Last Updated on 13th July 2020 by Sophie Nadeau
As one of the most visited cities in France, you’d be forgiven that there’s little left to discover when it comes to the fishing port of Honfleur. However, as with many other popular destinations, scratch beneath the surface and you’ll find plenty of unusual places to visit. Here’s your guide to the best of hidden gems and secret spots in Honfleur that you’ll want to explore on your next adventure to Normandy!
Lavoir Saint Leonard
Situated just below the iconic church of Saint Leonard, whose flamboyant Gothci façade presides over the rest of the timber-framed city, the Lavoir Leonard is a former washing station complete with a covered roof and sourced from a nearby spring.
Pretty and surrounded by a green park with plenty of flowers in the summer, the covered stream section of the lavoir dates all the way back to the 19th-century. These wash/ laundry houses were originally constructed so as to improve hygiene and try and stave off epidemics of disease.
Today, many villages across France still have a well-preserved wash house or two in their city centre. What is particularly unique when it comes to the Lavoir Saint Leonard is that it is set over several levels and can be found just below the church of Saint Leonard.
Lavoir rue de la Foulerie
Though it’s not hard to miss the Lavoir Saint Leonard, it’s worth noting that there are actually two historic wash stations within the city limits of Honfleur. The second of these is that of Lavoir rue de la Foulerie, which can be found a little off the beaten tourist track.

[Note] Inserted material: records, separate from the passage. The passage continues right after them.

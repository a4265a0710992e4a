//! Tracing setup for lakecal.
//!
//! Every crate in the workspace emits `tracing` events (feed attempts, dropped
//! records, sync results). This module installs the global subscriber that
//! turns them into log lines.
//!
//! ```ignore
//! use lakecal_core::tracing::{init_tracing, TracingConfig};
//!
//! // one-shot commands
//! init_tracing(TracingConfig::default())?;
//! // `lakecal watch` piping into a log collector
//! init_tracing(TracingConfig::watch())?;
//! ```

use thiserror::Error;
use tracing::Level;
use tracing_subscriber::{
    EnvFilter,
    fmt::{self, format::FmtSpan},
    prelude::*,
};

/// Target prefix shared by all workspace crates (`lakecal_core`, `lakecal_feeds`, ...).
const TARGET_PREFIX: &str = "lakecal";

/// Errors that can occur during tracing initialization
#[derive(Debug, Error)]
pub enum TracingError {
    /// A global subscriber was already installed
    #[error("failed to set global tracing subscriber: {0}")]
    SetGlobalSubscriber(#[from] tracing::subscriber::SetGlobalDefaultError),

    /// The filter directive could not be parsed
    #[error("failed to parse env filter: {0}")]
    EnvFilter(#[from] tracing_subscriber::filter::ParseError),
}

/// Output format for log lines
#[derive(Debug, Clone, Copy, Default, PartialEq, Eq)]
pub enum TracingOutputFormat {
    /// Single-line human-readable format (default)
    #[default]
    Compact,
    /// Multi-line human-readable format
    Pretty,
    /// One JSON object per event
    Json,
}

/// Configuration for tracing initialization
#[derive(Debug, Clone)]
pub struct TracingConfig {
    /// Level applied to lakecal targets when RUST_LOG is not set
    pub default_level: Level,
    pub output_format: TracingOutputFormat,
    /// Include file and line of the event
    pub include_location: bool,
    /// Include the module path of the event
    pub include_target: bool,
    pub include_timestamp: bool,
    /// Emit span open/close events
    pub include_span_events: bool,
    /// Explicit filter directive; takes precedence over RUST_LOG and `default_level`
    pub env_filter: Option<String>,
}

impl Default for TracingConfig {
    fn default() -> Self {
        Self {
            default_level: Level::WARN,
            output_format: TracingOutputFormat::Compact,
            include_location: false,
            include_target: false,
            include_timestamp: false,
            include_span_events: false,
            env_filter: None,
        }
    }
}

impl TracingConfig {
    /// Verbose config for `--debug` runs of the CLI.
    #[must_use]
    pub fn cli_debug() -> Self {
        Self {
            default_level: Level::DEBUG,
            include_location: true,
            include_target: true,
            ..Self::default()
        }
    }

    /// Config for long-running `watch` sessions, one JSON object per line.
    #[must_use]
    pub fn watch() -> Self {
        Self {
            default_level: Level::INFO,
            output_format: TracingOutputFormat::Json,
            include_location: false,
            include_target: true,
            include_timestamp: true,
            include_span_events: true,
            env_filter: None,
        }
    }

    #[must_use]
    pub fn with_level(mut self, level: Level) -> Self {
        self.default_level = level;
        self
    }

    #[must_use]
    pub fn with_format(mut self, format: TracingOutputFormat) -> Self {
        self.output_format = format;
        self
    }

    #[must_use]
    pub fn with_env_filter(mut self, filter: impl Into<String>) -> Self {
        self.env_filter = Some(filter.into());
        self
    }

    /// Resolves the filter: explicit directive, then RUST_LOG, then the default level.
    fn build_filter(&self) -> Result<EnvFilter, TracingError> {
        if let Some(ref directive) = self.env_filter {
            return Ok(EnvFilter::try_new(directive)?);
        }
        Ok(EnvFilter::try_from_default_env().unwrap_or_else(|_| {
            EnvFilter::new(format!("{}={}", TARGET_PREFIX, self.default_level))
        }))
    }
}

/// Installs the global subscriber described by `config`.
///
/// Call once at startup. `RUST_LOG` overrides the default level unless an
/// explicit directive is configured.
///
/// # Errors
///
/// Returns an error if a global subscriber is already set or the filter
/// directive is invalid.
pub fn init_tracing(config: TracingConfig) -> Result<(), TracingError> {
    let filter = config.build_filter()?;

    let span_events = if config.include_span_events {
        FmtSpan::NEW | FmtSpan::CLOSE
    } else {
        FmtSpan::NONE
    };

    let layer = fmt::layer()
        .with_writer(std::io::stderr)
        .with_file(config.include_location)
        .with_line_number(config.include_location)
        .with_target(config.include_target)
        .with_span_events(span_events);

    let layer = match (config.output_format, config.include_timestamp) {
        (TracingOutputFormat::Compact, true) => layer.compact().boxed(),
        (TracingOutputFormat::Compact, false) => layer.compact().without_time().boxed(),
        (TracingOutputFormat::Pretty, true) => layer.pretty().boxed(),
        (TracingOutputFormat::Pretty, false) => layer.pretty().without_time().boxed(),
        (TracingOutputFormat::Json, _) => layer.json().boxed(),
    };

    let subscriber = tracing_subscriber::registry().with(filter).with(layer);
    tracing::subscriber::set_global_default(subscriber)?;

    Ok(())
}

#[cfg(test)]
mod tests {
    use super::*;

    #[test]
    fn default_is_quiet_compact() {
        let config = TracingConfig::default();
        assert_eq!(config.default_level, Level::WARN);
        assert_eq!(config.output_format, TracingOutputFormat::Compact);
        assert!(!config.include_location);
        assert!(!config.include_timestamp);
        assert!(config.env_filter.is_none());
    }

    #[test]
    fn cli_debug_config() {
        let config = TracingConfig::cli_debug();
        assert_eq!(config.default_level, Level::DEBUG);
        assert_eq!(config.output_format, TracingOutputFormat::Compact);
        assert!(config.include_location);
    }

    #[test]
    fn watch_config() {
        let config = TracingConfig::watch();
        assert_eq!(config.default_level, Level::INFO);
        assert_eq!(config.output_format, TracingOutputFormat::Json);
        assert!(config.include_span_events);
    }

    #[test]
    fn builder_methods() {
        let config = TracingConfig::default()
            .with_level(Level::INFO)
            .with_format(TracingOutputFormat::Pretty)
            .with_env_filter("lakecal_feeds=trace");

        assert_eq!(config.default_level, Level::INFO);
        assert_eq!(config.output_format, TracingOutputFormat::Pretty);
        assert_eq!(config.env_filter, Some("lakecal_feeds=trace".to_string()));
    }

    #[test]
    fn explicit_filter_is_validated() {
        let config = TracingConfig::default().with_env_filter("lakecal=notalevel");
        assert!(matches!(config.build_filter(), Err(TracingError::EnvFilter(_))));

        let config = TracingConfig::default().with_env_filter("lakecal=debug");
        assert!(config.build_filter().is_ok());
    }
}
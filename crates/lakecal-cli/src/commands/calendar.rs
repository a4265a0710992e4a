//! Availability month grids.

use chrono::NaiveDate;

use lakecal_core::{
    MonthGrid, OutputFormat, OutputFormatter, SyncIndicator, YearMonth, local_today,
};

use crate::config::ClientConfig;
use crate::error::ClientResult;

/// What to show: the first month, how many, and the reference date.
#[derive(Debug, Clone, Copy)]
pub struct CalendarRange {
    pub first: YearMonth,
    pub months: u32,
    pub today: NaiveDate,
}

impl CalendarRange {
    /// Fills in the current month and the local date where not given.
    pub fn resolve(month: Option<YearMonth>, months: u32, today: Option<NaiveDate>) -> Self {
        let today = today.unwrap_or_else(local_today);
        Self {
            first: month.unwrap_or_else(|| YearMonth::containing(today)),
            months: months.max(1),
            today,
        }
    }

    /// The displayed months in order.
    pub fn months(&self) -> Vec<YearMonth> {
        std::iter::successors(Some(self.first), |month| Some(month.next()))
            .take(self.months as usize)
            .collect()
    }
}

/// Syncs an apartment's feed and prints its month grids.
pub async fn run(
    config: &ClientConfig,
    apartment_id: &str,
    range: CalendarRange,
    format: OutputFormat,
) -> ClientResult<()> {
    let apartment = super::find_apartment(config, apartment_id)?;
    let view = super::build_view(config)?;

    let outcome = view.select(apartment.feed_source()).await;
    super::note_outcome(apartment, &outcome);

    let sync = view
        .snapshot()
        .await
        .map(|state| state.sync_indicator())
        .unwrap_or(SyncIndicator::Synced);

    let mut grids = Vec::new();
    for month in range.months() {
        grids.push(view.month_grid(month, range.today).await);
    }

    println!("{}", render(&grids, sync, Some(&apartment.id), format)?);
    Ok(())
}

/// Renders grids as terminal calendars separated by blank lines, or as a
/// JSON array with one entry per month.
pub fn render(
    grids: &[MonthGrid],
    sync: SyncIndicator,
    apartment_id: Option<&str>,
    format: OutputFormat,
) -> ClientResult<String> {
    let formatter = OutputFormatter::default();
    match format {
        OutputFormat::Tty => Ok(grids
            .iter()
            .map(|grid| formatter.format_tty(grid, sync))
            .collect::<Vec<_>>()
            .join("\n\n")),
        OutputFormat::Json => {
            let calendars: Vec<_> = grids
                .iter()
                .map(|grid| formatter.format_json(grid, sync, apartment_id))
                .collect();
            super::to_json(&calendars)
        }
    }
}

You see, while the main Vieux-Bassin portion of the city is ever-so-busy, head just a few streets back and away from the crowds and you’ll soon discover that there are plenty of quiet back streets filled with timber-framed houses and pretty windowsill boxes.
Though these streets offer fewer independent stores and restaurants, their charm and lack of people offer the perfect backdrop to snap photos in! The old fashioned covered outdoor wash area is a throwback to a bygone era and offers a glimpse into what life in the town must have been like many decades ago. The Lavoir rue de la Foulerie is typically open during daylight hours from Monday through to Saturday afternoons (with the exception of bank holidays).
Though not really a hidden gem at all, many marvel at the medieval building located at the historic port’s entrance without really pondering its purpose. La Lieutenance guards the entrance way to the Vieux-Bassin of Honfleur and has been listed as a historic monument since 1909. While it was in use, the building would have served as a residence for the King’s Lieutenant.
Today, the stone building features a bartizan turret and is the last remaining piece of the historic fortifications of the city. You see, during the Middle Ages, the entirety of the city would have been guarded with a wall. During the 17th-century, much of the walls were dismantled and the stone used for construction in the town, including for the Grenier à sel d’Honfleur.
Carrousel de Honfleur (Carousel of Honfleur)
Though not so much of a hidden gem as some of the other places to visit listed here, many visitors to the fishing port city are delighted to discover that there is a picturesque season carousel in the Vieux-Bassin district of the city.
Erected from May to October on an annual basis, the traditional merry-go-round has the usual horses but is unique in that it features scenes from all over the Normandy region, including the chalky cliffs of Étretat, as well as further afield locations such as the Château de Chenonceau of the Loire Valley.
Vieux Phare de Honfleur (Old Honfleur Lighthouse)
Situated a little way outside of the historic city centre, around halfway between the Jardin des Personnalités and the Vieux-Bassin, Honfleur’s old lighthouse can be spied from quite far away due to its towering nature.
The lighthouse is set a little way back from the water and is often referred to as the “tower of Honfleur” due to its resemblance with a medieval tower. This area of the city is a little less touristic than Honfleur’s heart but offers a number of restaurants specialising in seafood nonetheless.
Plage du Butin (Honfleur Beach)
It may not be at first apparent when visiting the city, due to its built up nature, but you can in fact frequent the beach when visiting the Normandy town. The most popular beach and the stretch closest to the historic city centre is that of the Plage du Butin. Equipped with everything from showers to changing rooms, the beach is sandy, which differs from the many rocky beaches of Le Havre.